Your instructions |
Output every line below exactly.

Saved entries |
= Beginning of Section =
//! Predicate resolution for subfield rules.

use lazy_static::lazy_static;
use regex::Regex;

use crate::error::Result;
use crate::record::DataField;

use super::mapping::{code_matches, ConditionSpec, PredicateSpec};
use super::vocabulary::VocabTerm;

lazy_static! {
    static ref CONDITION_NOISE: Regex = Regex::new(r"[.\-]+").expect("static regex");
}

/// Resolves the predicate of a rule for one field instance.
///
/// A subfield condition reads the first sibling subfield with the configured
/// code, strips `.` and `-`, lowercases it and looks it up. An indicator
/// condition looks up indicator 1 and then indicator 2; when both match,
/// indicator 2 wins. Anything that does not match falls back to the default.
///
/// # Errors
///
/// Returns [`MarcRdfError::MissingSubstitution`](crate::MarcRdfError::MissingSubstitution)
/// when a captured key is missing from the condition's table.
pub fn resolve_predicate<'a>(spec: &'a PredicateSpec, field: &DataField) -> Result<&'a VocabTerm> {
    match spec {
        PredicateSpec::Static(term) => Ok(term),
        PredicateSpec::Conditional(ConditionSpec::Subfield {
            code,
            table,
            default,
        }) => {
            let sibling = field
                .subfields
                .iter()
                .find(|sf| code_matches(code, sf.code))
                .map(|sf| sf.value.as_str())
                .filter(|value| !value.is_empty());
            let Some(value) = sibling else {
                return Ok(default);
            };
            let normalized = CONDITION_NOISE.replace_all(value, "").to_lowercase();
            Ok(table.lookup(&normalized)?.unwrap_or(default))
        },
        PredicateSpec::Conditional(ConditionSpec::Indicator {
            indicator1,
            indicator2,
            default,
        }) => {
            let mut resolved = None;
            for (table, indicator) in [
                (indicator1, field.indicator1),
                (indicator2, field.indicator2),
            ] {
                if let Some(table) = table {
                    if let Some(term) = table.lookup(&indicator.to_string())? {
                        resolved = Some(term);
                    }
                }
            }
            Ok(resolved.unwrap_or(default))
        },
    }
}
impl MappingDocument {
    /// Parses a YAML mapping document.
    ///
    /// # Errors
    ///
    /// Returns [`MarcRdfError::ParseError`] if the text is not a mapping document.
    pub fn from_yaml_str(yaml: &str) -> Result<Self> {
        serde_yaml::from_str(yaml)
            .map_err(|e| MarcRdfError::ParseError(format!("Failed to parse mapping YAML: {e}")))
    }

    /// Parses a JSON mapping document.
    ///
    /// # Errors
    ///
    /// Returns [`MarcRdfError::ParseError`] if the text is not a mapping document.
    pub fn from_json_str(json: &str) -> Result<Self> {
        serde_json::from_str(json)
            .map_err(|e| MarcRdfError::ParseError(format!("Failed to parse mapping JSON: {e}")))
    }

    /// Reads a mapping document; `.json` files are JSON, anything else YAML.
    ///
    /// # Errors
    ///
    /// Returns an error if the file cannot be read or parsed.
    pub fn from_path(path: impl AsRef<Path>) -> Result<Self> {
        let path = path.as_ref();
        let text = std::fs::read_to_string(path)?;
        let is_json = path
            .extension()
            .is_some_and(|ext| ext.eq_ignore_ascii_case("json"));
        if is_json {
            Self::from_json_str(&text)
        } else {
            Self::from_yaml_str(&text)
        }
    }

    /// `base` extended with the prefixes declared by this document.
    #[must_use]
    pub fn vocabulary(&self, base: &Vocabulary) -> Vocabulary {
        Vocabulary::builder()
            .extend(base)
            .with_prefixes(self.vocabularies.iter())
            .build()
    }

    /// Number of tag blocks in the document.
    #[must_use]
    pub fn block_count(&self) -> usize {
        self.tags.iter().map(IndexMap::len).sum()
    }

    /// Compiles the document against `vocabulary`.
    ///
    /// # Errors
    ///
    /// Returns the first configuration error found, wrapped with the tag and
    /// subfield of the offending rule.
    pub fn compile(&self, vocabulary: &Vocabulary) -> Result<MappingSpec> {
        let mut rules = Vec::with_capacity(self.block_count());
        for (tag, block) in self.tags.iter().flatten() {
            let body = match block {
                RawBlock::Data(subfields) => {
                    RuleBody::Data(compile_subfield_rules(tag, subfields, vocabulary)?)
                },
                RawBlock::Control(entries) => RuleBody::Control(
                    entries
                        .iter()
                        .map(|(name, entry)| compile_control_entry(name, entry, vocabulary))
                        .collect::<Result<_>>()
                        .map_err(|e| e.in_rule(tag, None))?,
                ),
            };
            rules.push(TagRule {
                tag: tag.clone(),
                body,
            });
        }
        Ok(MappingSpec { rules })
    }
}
= End of Section =
Your solution |
//! Predicate resolution for subfield rules.

use lazy_static::lazy_static;
use regex::Regex;

use crate::error::Result;
use crate::record::DataField;

use super::mapping::{code_matches, ConditionSpec, PredicateSpec};
use super::vocabulary::VocabTerm;

lazy_static! {
    static ref CONDITION_NOISE: Regex = Regex::new(r"[.\-]+").expect("static regex");
}

/// Resolves the predicate of a rule for one field instance.
///
/// A subfield condition reads the first sibling subfield with the configured
/// code, strips `.` and `-`, lowercases it and looks it up. An indicator
/// condition looks up indicator 1 and then indicator 2; when both match,
/// indicator 2 wins. Anything that does not match falls back to the default.
///
/// # Errors
///
/// Returns [`MarcRdfError::MissingSubstitution`](crate::MarcRdfError::MissingSubstitution)
/// when a captured key is missing from the condition's table.
pub fn resolve_predicate<'a>(spec: &'a PredicateSpec, field: &DataField) -> Result<&'a VocabTerm> {
    match spec {
        PredicateSpec::Static(term) => Ok(term),
        PredicateSpec::Conditional(ConditionSpec::Subfield {
            code,
            table,
            default,
        }) => {
            let sibling = field
                .subfields
                .iter()
                .find(|sf| code_matches(code, sf.code))
                .map(|sf| sf.value.as_str())
                .filter(|value| !value.is_empty());
            let Some(value) = sibling else {
                return Ok(default);
            };
            let normalized = CONDITION_NOISE.replace_all(value, "").to_lowercase();
            Ok(table.lookup(&normalized)?.unwrap_or(default))
        },
        PredicateSpec::Conditional(ConditionSpec::Indicator {
            indicator1,
            indicator2,
            default,
        }) => {
            let mut resolved = None;
            for (table, indicator) in [
                (indicator1, field.indicator1),
                (indicator2, field.indicator2),
            ] {
                if let Some(table) = table {
                    if let Some(term) = table.lookup(&indicator.to_string())? {
                        resolved = Some(term);
                    }
                }
            }
            Ok(resolved.unwrap_or(default))
        },
    }
}
impl MappingDocument {
    /// Parses a YAML mapping document.
    ///
    /// # Errors
    ///
    /// Returns [`MarcRdfError::ParseError`] if the text is not a mapping document.
    pub fn from_yaml_str(yaml: &str) -> Result<Self> {
        serde_yaml::from_str(yaml)
            .map_err(|e| MarcRdfError::ParseError(format!("Failed to parse mapping YAML: {e}")))
    }

    /// Parses a JSON mapping document.
    ///
    /// # Errors
    ///
    /// Returns [`MarcRdfError::ParseError`] if the text is not a mapping document.
    pub fn from_json_str(json: &str) -> Result<Self> {
        serde_json::from_str(json)
            .map_err(|e| MarcRdfError::ParseError(format!("Failed to parse mapping JSON: {e}")))
    }

    /// Reads a mapping document; `.json` files are JSON, anything else YAML.
    ///
    /// # Errors
    ///
    /// Returns an error if the file cannot be read or parsed.
    pub fn from_path(path: impl AsRef<Path>) -> Result<Self> {
        let path = path.as_ref();
        let text = std::fs::read_to_string(path)?;
        let is_json = path
            .extension()
            .is_some_and(|ext| ext.eq_ignore_ascii_case("json"));
        if is_json {
            Self::from_json_str(&text)
        } else {
            Self::from_yaml_str(&text)
        }
    }

    /// `base` extended with the prefixes declared by this document.
    #[must_use]
    pub fn vocabulary(&self, base: &Vocabulary) -> Vocabulary {
        Vocabulary::builder()
            .extend(base)
            .with_prefixes(self.vocabularies.iter())
            .build()
    }

    /// Number of tag blocks in the document.
    #[must_use]
    pub fn block_count(&self) -> usize {
        self.tags.iter().map(IndexMap::len).sum()
    }

    /// Compiles the document against `vocabulary`.
    ///
    /// # Errors
    ///
    /// Returns the first configuration error found, wrapped with the tag and
    /// subfield of the offending rule.
    pub fn compile(&self, vocabulary: &Vocabulary) -> Result<MappingSpec> {
        let mut rules = Vec::with_capacity(self.block_count());
        for (tag, block) in self.tags.iter().flatten() {
            let body = match block {
                RawBlock::Data(subfields) => {
                    RuleBody::Data(compile_subfield_rules(tag, subfields, vocabulary)?)
                },
                RawBlock::Control(entries) => RuleBody::Control(
                    entries
                        .iter()
                        .map(|(name, entry)| compile_control_entry(name, entry, vocabulary))
                        .collect::<Result<_>>()
                        .map_err(|e| e.in_rule(tag, None))?,
                ),
            };
            rules.push(TagRule {
                tag: tag.clone(),
                body,
            });
        }
        Ok(MappingSpec { rules })
    }
}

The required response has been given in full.